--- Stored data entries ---
__________________________________________________
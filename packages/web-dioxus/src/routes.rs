//! Route definitions for the application

use dioxus::prelude::*;

use crate::pages::{
    AdminDashboard, AssistantDashboard, Home, Login, ReceptionDesk, StaffDashboard,
};
use crate::types::Role;

/// All application routes
#[derive(Clone, Debug, PartialEq, Routable)]
#[rustfmt::skip]
pub enum Route {
    // Public routes
    #[route("/")]
    Home {},

    #[route("/login")]
    Login {},

    // Role-scoped dashboards, each behind the guard
    #[route("/admin")]
    AdminDashboard {},

    #[route("/staff")]
    StaffDashboard {},

    #[route("/reception")]
    ReceptionDesk {},

    #[route("/assistant")]
    AssistantDashboard {},
}

/// The dashboard a freshly signed-in identity lands on. Roles without a
/// dashboard of their own go back to the public home page.
pub fn dashboard_route(role: Role) -> Route {
    match role {
        Role::Admin => Route::AdminDashboard {},
        Role::Staff => Route::StaffDashboard {},
        Role::Reception => Route::ReceptionDesk {},
        Role::Assistant => Route::AssistantDashboard {},
        Role::Employee | Role::User => Route::Home {},
    }
}
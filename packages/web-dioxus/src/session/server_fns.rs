//! Server functions for authentication
//!
//! These run on the server and manage the cookie session. The session holds
//! only the provider's access token and its expiry; the identity is
//! re-resolved against the API on every request for it.

use dioxus::prelude::*;
use serde::{Deserialize, Serialize};

use crate::api::client::ClientError;
use crate::types::Identity;

/// What the cookie session stores.
#[derive(Debug, Clone, Serialize, Deserialize)]
struct StoredSession {
    access_token: String,
    expires_at: chrono::DateTime<chrono::Utc>,
}

/// Sign in with email + password. `Ok(None)` means rejected credentials
/// (or a deactivated account); the session cookie is only written on
/// success.
#[server]
pub async fn sign_in(email: String, password: String) -> Result<Option<Identity>, ServerFnError> {
    let client = crate::api::client::server_client();

    #[derive(Deserialize)]
    struct SignInData {
        access_token: String,
        expires_in: i64,
        identity: Identity,
    }

    let result: Result<SignInData, ClientError> = client
        .post(
            "/api/auth/sign-in",
            Some(&serde_json::json!({ "email": email, "password": password })),
        )
        .await;

    match result {
        Ok(data) => {
            let expires_at = chrono::Utc::now() + chrono::Duration::seconds(data.expires_in);
            set_session(&StoredSession {
                access_token: data.access_token,
                expires_at,
            })
            .await?;
            Ok(Some(data.identity))
        }
        // Bad credentials and deactivated accounts both read as "not signed
        // in" to the login page; the API logged the difference.
        Err(ClientError::Api { status, .. }) if status == 400 || status == 401 || status == 403 => {
            Ok(None)
        }
        Err(e) => Err(ServerFnError::new(e.to_string())),
    }
}

/// Resolve the current session to an identity.
///
/// Read-only: an expired or dead session is reported as `None`, never
/// deleted here. Any API failure also collapses to `None` - the caller
/// always gets a terminal answer.
#[server]
pub async fn resolve_session() -> Result<Option<Identity>, ServerFnError> {
    let Some(stored) = get_session().await? else {
        return Ok(None);
    };

    if stored.expires_at <= chrono::Utc::now() {
        return Ok(None);
    }

    let client = crate::api::client::server_client().with_token(stored.access_token);
    match client.get::<Identity>("/api/session").await {
        Ok(identity) => Ok(Some(identity)),
        Err(_) => Ok(None),
    }
}

/// Sign out: revoke the token upstream and clear the cookie session.
#[server]
pub async fn sign_out() -> Result<(), ServerFnError> {
    if let Some(stored) = get_session().await? {
        // Revocation is best-effort; the cookie clears regardless.
        let client = crate::api::client::server_client().with_token(stored.access_token);
        let _ = client.post_message::<()>("/api/auth/sign-out", None).await;
    }

    clear_session().await
}

// ============================================================================
// Server-only helpers (not exposed as server functions)
// ============================================================================

#[cfg(feature = "server")]
async fn set_session(stored: &StoredSession) -> Result<(), ServerFnError> {
    use tower_sessions::Session;

    let session: Session = dioxus::fullstack::extract()
        .await
        .map_err(|e| ServerFnError::new(format!("Failed to get session: {}", e)))?;

    session
        .insert("session", stored)
        .await
        .map_err(|e| ServerFnError::new(format!("Failed to set session: {}", e)))?;

    Ok(())
}

#[cfg(feature = "server")]
async fn get_session() -> Result<Option<StoredSession>, ServerFnError> {
    use tower_sessions::Session;

    let session: Session = dioxus::fullstack::extract()
        .await
        .map_err(|e| ServerFnError::new(format!("Failed to get session: {}", e)))?;

    session
        .get("session")
        .await
        .map_err(|e| ServerFnError::new(format!("Failed to read session: {}", e)))
}

#[cfg(feature = "server")]
async fn clear_session() -> Result<(), ServerFnError> {
    use tower_sessions::Session;

    let session: Session = dioxus::fullstack::extract()
        .await
        .map_err(|e| ServerFnError::new(format!("Failed to get session: {}", e)))?;

    session
        .flush()
        .await
        .map_err(|e| ServerFnError::new(format!("Failed to clear session: {}", e)))?;

    Ok(())
}

/// An API client authenticated with the current cookie session's token,
/// for page-level server functions. `None` when there is no live session.
#[cfg(feature = "server")]
pub(crate) async fn session_client() -> Result<Option<crate::api::ApiClient>, ServerFnError> {
    let Some(stored) = get_session().await? else {
        return Ok(None);
    };
    if stored.expires_at <= chrono::Utc::now() {
        return Ok(None);
    }
    Ok(Some(
        crate::api::client::server_client().with_token(stored.access_token),
    ))
}
use serde::Deserialize;
use uuid::Uuid;

/// User record returned by the auth API (`/auth/v1/user`).
#[derive(Debug, Clone, Deserialize)]
pub struct AuthUser {
    pub id: Uuid,
    pub email: Option<String>,
}

/// Session returned by the password grant (`/auth/v1/token`).
#[derive(Debug, Clone, Deserialize)]
pub struct AuthSession {
    pub access_token: String,
    pub token_type: String,
    /// Lifetime of the access token in seconds.
    pub expires_in: i64,
    pub refresh_token: Option<String>,
    pub user: AuthUser,
}

/// Response from the admin `generate_link` endpoint.
#[derive(Debug, Clone, Deserialize)]
pub struct GeneratedLink {
    pub action_link: String,
}

/// Error body Supabase returns on non-2xx responses. The auth API uses
/// `msg`/`error_description`, PostgREST uses `message`; all are optional.
#[derive(Debug, Deserialize, Default)]
pub(crate) struct ErrorBody {
    pub message: Option<String>,
    pub msg: Option<String>,
    pub error_description: Option<String>,
}

impl ErrorBody {
    pub(crate) fn into_message(self) -> Option<String> {
        self.message.or(self.msg).or(self.error_description)
    }
}
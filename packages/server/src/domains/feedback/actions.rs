use uuid::Uuid;

use crate::common::error::ApiError;
use crate::domains::feedback::models::{Feedback, NewFeedback};
use crate::domains::gateway::DataGateway;

pub async fn list(data: &dyn DataGateway) -> Result<Vec<Feedback>, ApiError> {
    Ok(data.list_feedback().await?)
}

pub async fn submit(
    data: &dyn DataGateway,
    new: NewFeedback,
    author: Option<Uuid>,
) -> Result<Feedback, ApiError> {
    if new.message.trim().is_empty() {
        return Err(ApiError::Validation(
            "Feedback message is required".to_string(),
        ));
    }
    if let Some(rating) = new.rating {
        if !(1..=5).contains(&rating) {
            return Err(ApiError::Validation(
                "Rating must be between 1 and 5".to_string(),
            ));
        }
    }

    Ok(data.insert_feedback(&new, author).await?)
}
__________________________________________________
Exactly the lines running from the top of the records to the line that contains "#[derive(Clone, Debug, PartialEq, Routable)]", inclusive, must be set down, and nothing more.

--- Answer space ---
filename packages/web-dioxus/src/routes.rs
//! Route definitions for the application

use dioxus::prelude::*;

use crate::pages::{
    AdminDashboard, AssistantDashboard, Home, Login, ReceptionDesk, StaffDashboard,
};
use crate::types::Role;

/// All application routes
#[derive(Clone, Debug, PartialEq, Routable)]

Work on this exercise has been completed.